A Câmara dos Deputados aprovou, em segundo turno, a Proposta de Emenda Constitucional que restringe a edição de medidas provisórias pelo presidente da República. Votaram a favor 364 deputados. Apenas 3 votaram contra. Não houve abstenções. A proposta de emenda vai agora para votação no Senado, também em dois turnos. O texto aprovado pela Câmara estabelece que as medidas provisórias terão vigência de 60 dias, podendo ser reeditadas por uma única vez e pelo mesmo prazo. Se a medida não for apreciada em 45 dias, a pauta do Congresso ficará trancada: nada poderá mais ser votado até que aquela MP seja aprovada ou rejeitada. Depois de reeditada, se não for aprovada, perderá eficácia. Outra novidade é que as medidas provisórias serão examinadas separadamente pelas duas Casas, começando pela Câmara dos Deputados.
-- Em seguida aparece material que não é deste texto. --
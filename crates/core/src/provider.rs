//! Provider trait — the abstraction over completion backends.
//!
//! A Provider knows how to send a list of messages to an LLM and get a single
//! text completion back. The planner never cares which backend answers.
//!
//! Implementations: OpenAI-compatible endpoints, the host's built-in
//! generation, scripted test doubles.

use async_trait::async_trait;
use serde::{Deserialize, Serialize};
use crate::error::ProviderError;
use crate::message::Message;

/// Configuration for a provider request.
#[derive(Debug, Clone, Serialize, Deserialize)]
pub struct ProviderRequest {
    /// The model to use (e.g., "gpt-4o", "deepseek-chat")
    pub model: String,

    /// The prompt messages, in order
    pub messages: Vec<Message>,

    /// Temperature (0.0 = deterministic, 1.0 = creative)
    #[serde(default = "default_temperature")]
    pub temperature: f32,

    /// Maximum tokens to generate
    #[serde(default, skip_serializing_if = "Option::is_none")]
    pub max_tokens: Option<u32>,

    /// Stop sequences
    #[serde(default, skip_serializing_if = "Vec::is_empty")]
    pub stop: Vec<String>,
}

fn default_temperature() -> f32 {
    0.7
}

/// A complete response from a provider.
#[derive(Debug, Clone, Serialize, Deserialize)]
pub struct ProviderResponse {
    /// The generated message
    pub message: Message,

    /// Token usage statistics
    pub usage: Option<Usage>,

    /// Which model actually responded (may differ from requested)
    pub model: String,

    /// Provider-specific metadata
    #[serde(default)]
    pub metadata: serde_json::Map<String, serde_json::Value>,
}

impl ProviderResponse {
    /// The generated text.
    pub fn text(&self) -> &str {
        &self.message.content
    }
}

/// Token usage information.
#[derive(Debug, Clone, Serialize, Deserialize)]
pub struct Usage {
    pub prompt_tokens: u32,
    pub completion_tokens: u32,
    pub total_tokens: u32,
}

/// The core Provider trait.
///
/// The planner calls `complete()` without knowing which backend is used.
#[async_trait]
pub trait Provider: Send + Sync {
    /// A human-readable name for this provider (e.g., "openai", "tavern").
    fn name(&self) -> &str;

    /// Send a request and get a complete response.
    async fn complete(&self, request: ProviderRequest) -> std::result::Result<ProviderResponse, ProviderError>;

    /// Health check: can we reach the provider?
    async fn health_check(&self) -> std::result::Result<bool, ProviderError> {
        Ok(true)
    }
}

#[cfg(test)]
mod tests {
    use super::*;

    #[test]
    fn provider_request_defaults() {
        let json = r#"{"model":"gpt-4o","messages":[]}"#;
        let req: ProviderRequest = serde_json::from_str(json).unwrap();
        assert!((req.temperature - 0.7).abs() < f32::EPSILON);
        assert!(req.max_tokens.is_none());
        assert!(req.stop.is_empty());
    }

    #[test]
    fn response_text_is_message_content() {
        let resp = ProviderResponse {
            message: Message::assistant("<plot>walk</plot>"),
            usage: None,
            model: "m".into(),
            metadata: serde_json::Map::new(),
        };
        assert_eq!(resp.text(), "<plot>walk</plot>");
    }
}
As novas medidas não poderão alterar temas como reforma administrativa a da Previdência ou a questão do monopólio do petróleo. As atuais medidas provisórias, a partir da vigência da emenda, passarão a vigorar como estão até que sejam reeditadas ou transformadas em lei. Além disso, as MPs não podem tratar de assuntos reservados a lei complementar. O projeto aprovado teve o apoio de todos os partidos.